JAX-RS is a specification for implementing REST web services in Java, currently defined by the JSR-370. It is part of the Java EE technologies, currently defined by the JSR 366.

Jersey (shipped with GlassFish and Payara) is the JAX-RS reference implementation, however there are other implementations such as RESTEasy (shipped with JBoss EAP and WildFly) and Apache CXF (shipped with TomEE and WebSphere).

Spring Framework

The Spring Framework is a full framework that allows you to create Java enterprise applications. The REST capabilities are provided by the Spring MVC module (same module that provides model-view-controller capabilities). It is not a JAX-RS implementation and can be seen as a Spring alternative to the JAX-RS standard.

The Spring ecosystem also provides a wide range of projects for creating enterprise applications, covering persistence, security, integration with social networks, batch processing, etc.

Examples

Consider the following resource controller using the JAX-RS API:

@Path("/greetings")
public class JaxRsController {

    @GET
    @Path("/{name}")
    @Produces(MediaType.TEXT_PLAIN)
    public Response greeting(@PathParam("name") String name) {

        String greeting = "Hello " + name;
        return Response.ok(greeting).build();
    }
}

The equivalent implementation using the Spring MVC API would be:

@RestController
@RequestMapping("/greetings")
public class SpringRestController {

    @RequestMapping(method = RequestMethod.GET,
                    value = "/{name}", 
                    produces = MediaType.TEXT_PLAIN_VALUE)
    public ResponseEntity<?> greeting(@PathVariable String name) {

        String greeting = "Hello " + name;
        return new ResponseEntity<>(greeting, HttpStatus.OK);
    }
}

Using Spring Boot and Jersey

Spring Boot provides the spring-boot-starter-jersey module that allows you to use the JAX-RS programming model for the REST endpoints instead of Spring MVC. It works quite well with Jersey 2.x.

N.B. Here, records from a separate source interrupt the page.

//! Configuration schema definitions
//!
//! Defines the structure of configuration files using serde for serialization.

use serde::{Deserialize, Serialize};

/// Root configuration structure
#[derive(Debug, Clone, Serialize, Deserialize, PartialEq)]
#[serde(rename_all = "camelCase")]
pub struct Config {
    /// Namespace the dashboard opens on
    #[serde(default = "default_namespace")]
    pub default_namespace: String,

    /// HTTP server configuration
    #[serde(default)]
    pub server: ServerConfig,

    /// kubectl runner configuration
    #[serde(default)]
    pub kubectl: KubectlConfig,
}

/// HTTP server configuration
#[derive(Debug, Clone, Serialize, Deserialize, PartialEq)]
#[serde(rename_all = "camelCase")]
pub struct ServerConfig {
    /// Listen address, host:port
    #[serde(default = "default_bind")]
    pub bind: String,
}

/// kubectl runner configuration
#[derive(Debug, Clone, Serialize, Deserialize, PartialEq)]
#[serde(rename_all = "camelCase")]
pub struct KubectlConfig {
    /// Binary the validated commands are spawned as
    #[serde(default = "default_kubectl_binary")]
    pub binary: String,

    /// Per-command execution timeout in seconds
    #[serde(default = "default_kubectl_timeout")]
    pub timeout_secs: u64,
}

// Default value functions
fn default_namespace() -> String {
    "default".to_string()
}

fn default_bind() -> String {
    "127.0.0.1:8085".to_string()
}

fn default_kubectl_binary() -> String {
    "kubectl".to_string()
}

fn default_kubectl_timeout() -> u64 {
    30
}

impl Default for Config {
    fn default() -> Self {
        Self {
            default_namespace: default_namespace(),
            server: ServerConfig::default(),
            kubectl: KubectlConfig::default(),
        }
    }
}

impl Default for ServerConfig {
    fn default() -> Self {
        Self {
            bind: default_bind(),
        }
    }
}

impl Default for KubectlConfig {
    fn default() -> Self {
        Self {
            binary: default_kubectl_binary(),
            timeout_secs: default_kubectl_timeout(),
        }
    }
}
//! Namespace topology
//!
//! Computes the Ingress → Service → Deployment → Pod connectivity tree for
//! one namespace's already-fetched object lists and renders it as indented
//! text lines. The resolver is a pure function over the snapshots; it never
//! talks to the cluster itself.

mod models;
mod resolver;

pub use models::{TopologyEntry, TopologyView, NO_CONNECTIONS};
pub use resolver::{resolve_topology, selector_matches};
//! Built-in default configuration

use super::schema::Config;

/// The configuration used when no config file exists
pub fn default_config() -> Config {
    Config::default()
}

For a complete example of creating a web application with Jersey 2.x and Spring Boot 1.4.x, refer to this answer.

Solution 2:

Annotation differences

(As of 2018) Spring MVC has not standardized to JAX-RS annotations, since its solution predates JAX-RS. Here are the equivalents:

enter image description here

https://stormpath.com/blog/jax-rs-vs-spring-rest-endpoints

If you are using non-standardized APIs you should expect them to be deprecated and possibly superseded by a newer experimental API in a few years. There is a lot less accountability to backward compatibility (eg when a new JDK versions get released).